Performance of eM Client on SSD versus Hard Drive

I am running eM Client on 3 computers - an old 2010 MacBook Pro, which is stuck on eM Client 8.x, an iMac 27 2017 (9.2) and a Windows 11 laptop (also on 9.2). I also use a local IMAP server for manual filing of important mails, and take advantage of the automatic archiving feature on the iMac in order to keep storage down on my various Gmail accounts.

Now, here is where my question(s) come in. The iMac, which has a decent Core i7 and 24GB of RAM, is the SLOWEST of all for launching eM Client. It literally takes about 5 minutes to start eM Client, or to close eM Client. The other two computers are much much faster - like an order of magnitude faster, coming up in a few seconds. The two laptops both run from SSD storage. Now, granted, they don’t have the local archives that the iMac has, but the other thing is - the iMac is the last computer I have with a spinning hard drive - it has what Apple calls a “Fusion” drive, which is a 1TB 7200rpm drive with 32GB of SSD storage that caches the most frequently used data. Never had any performance complaints with Apple Mail or much of anything else on this computer, aside from eM Client.

Oh - and SEARCH in eM Client on the main computer (iMac) is agonizingly slow…

I am wondering if my performance issues are due to use of a traditional hard drive versus an SSD, or if its is due to the large volumes of locally archived email.

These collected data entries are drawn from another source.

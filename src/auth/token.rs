use std::path::PathBuf;
use std::sync::{Arc, RwLock};

use anyhow::{Context, Result};
use tracing::debug;

/// Token file name in the cache directory
const TOKEN_FILE: &str = "token";

/// The persisted bearer-token slot.
///
/// One opaque string in one file, mirrored in memory so the request path
/// never touches the filesystem. The session store owns every write; the
/// request gateway is additionally allowed to `clear` on a 401, which is
/// the logout-equivalent cleanup and safe to repeat.
///
/// Clone is cheap - the slot is shared, so the gateway and the session
/// store always observe the same value.
#[derive(Clone)]
pub struct TokenStore {
    path: Arc<PathBuf>,
    current: Arc<RwLock<Option<String>>>,
}

impl TokenStore {
    /// Open the slot, loading any token persisted by a previous run
    pub fn open(cache_dir: PathBuf) -> Result<Self> {
        let path = cache_dir.join(TOKEN_FILE);

        let current = if path.exists() {
            let contents = std::fs::read_to_string(&path)
                .with_context(|| format!("Failed to read token file: {}", path.display()))?;
            let token = contents.trim().to_string();
            if token.is_empty() {
                None
            } else {
                Some(token)
            }
        } else {
            None
        };

        debug!(present = current.is_some(), "Token slot opened");

        Ok(Self {
            path: Arc::new(path),
            current: Arc::new(RwLock::new(current)),
        })
    }

    /// Current token, if any
    pub fn get(&self) -> Option<String> {
        self.current.read().expect("token slot lock poisoned").clone()
    }

    pub fn is_present(&self) -> bool {
        self.current.read().expect("token slot lock poisoned").is_some()
    }

    /// Persist a new token, replacing any previous one
    pub fn put(&self, token: &str) -> Result<()> {
        if let Some(parent) = self.path.parent() {
            std::fs::create_dir_all(parent)?;
        }
        std::fs::write(self.path.as_ref(), token)
            .with_context(|| format!("Failed to write token file: {}", self.path.display()))?;
        *self.current.write().expect("token slot lock poisoned") = Some(token.to_string());
        debug!("Token persisted");
        Ok(())
    }

    /// Discard the persisted token. Clearing an already-empty slot is a no-op,
    /// so concurrent 401 cleanups cannot step on each other.
    pub fn clear(&self) -> Result<()> {
        *self.current.write().expect("token slot lock poisoned") = None;
        if self.path.exists() {
            std::fs::remove_file(self.path.as_ref())
                .with_context(|| format!("Failed to remove token file: {}", self.path.display()))?;
            debug!("Token discarded");
        }
        Ok(())
    }
}

#[cfg(test)]
mod tests {
    use super::*;

    fn open_in_tempdir() -> (tempfile::TempDir, TokenStore) {
        let dir = tempfile::tempdir().expect("tempdir");
        let store = TokenStore::open(dir.path().to_path_buf()).expect("open slot");
        (dir, store)
    }

    #[test]
    fn test_empty_slot() {
        let (_dir, store) = open_in_tempdir();
        assert_eq!(store.get(), None);
        assert!(!store.is_present());
    }

    #[test]
    fn test_put_get_clear() {
        let (_dir, store) = open_in_tempdir();
        store.put("tok-123").expect("put");
        assert_eq!(store.get().as_deref(), Some("tok-123"));

        store.clear().expect("clear");
        assert_eq!(store.get(), None);
    }

    #[test]
    fn test_token_survives_reopen() {
        let dir = tempfile::tempdir().expect("tempdir");
        {
            let store = TokenStore::open(dir.path().to_path_buf()).expect("open");
            store.put("tok-persisted").expect("put");
        }
        let reopened = TokenStore::open(dir.path().to_path_buf()).expect("reopen");
        assert_eq!(reopened.get().as_deref(), Some("tok-persisted"));
    }

    #[test]
    fn test_clear_is_idempotent() {
        let (_dir, store) = open_in_tempdir();
        store.put("tok-once").expect("put");
        store.clear().expect("first clear");
        store.clear().expect("second clear");
        assert_eq!(store.get(), None);
    }

    #[test]
    fn test_clones_share_the_slot() {
        let (_dir, store) = open_in_tempdir();
        let view = store.clone();
        store.put("tok-shared").expect("put");
        assert_eq!(view.get().as_deref(), Some("tok-shared"));
        view.clear().expect("clear");
        assert_eq!(store.get(), None);
    }
}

I do have an external USB-C connected SSD that always stays attached, and have toyed with moving my eM Client Database directory and Backup directory to a folder on that device.


  1. Does anyone thing moving storage to an SSD is the answer to my performance issues?

  2. To move the database directory, the FAQ and manual indicate that if you change that folder, you must manually move the data in order to avoid eM Client creating a new empty database. Do I change the setting (creating an empty database) and then move the data to that location, or move the data, then startup eM Client (won’t find its data?) and change the setting?

Any guidance or advice is appreciated.

Moving to an internal SSD will definitely improve loading the database because the read/write speeds are 100s of time faster than mechanical disks. eM Client’s performance is also almost completely dependent on database read/write throughput, so there will be improvement there as well.

But if it is an external drive, while we don’t really recommend that, you can give it a go and see if there is any difference. The disk itself may be faster than the mechanical disk, but its use really depends on the USB port speed. Not just the specified speed of the port, but if you have two devices on the same USB channel, they are limited to the speed of slowest device.

I would also be concerned about the connection to the disk being lost for some reason, and causing data corruption. But if it is reliable, all you can do is try and see what the result is.

To move the database, change the location in Preferences > General > Storage. Then quit eM Client and move the /Users/yourusername/Library/Application Support/eM Client/ folder contents to the new location.


Thanks. Unfortunately, I won’t be attempting to open up the iMac to put an internal SSD in until the internal hard drive fails. It’s a lot of hassle in this model, and involves detaching the glass from the front side, to get into it, then putting it back with adhesive strips once done, and there is some risk I break the 27" 5K panel in doing so. Used to be a local non-Apple Mac service place that would have done it for me, but COVID put them out of business.

The external 1TB SSD is the only thing on one of the Thunderbolt 3 ports, so when I said USB, I guess that was only partially true. The drive itself is USB-C, but the port is Thunderbolt, and it is connected using a 1 foot USB-C cable. I’ve yet to see it drop the connection in a couple of years of use. It benchmarks as about 15x faster than the internal drive for read/write speed, despite being external.

So I think I will give it a try, using your advice on moving the data. If performance still is sluggish, I’ll move it back.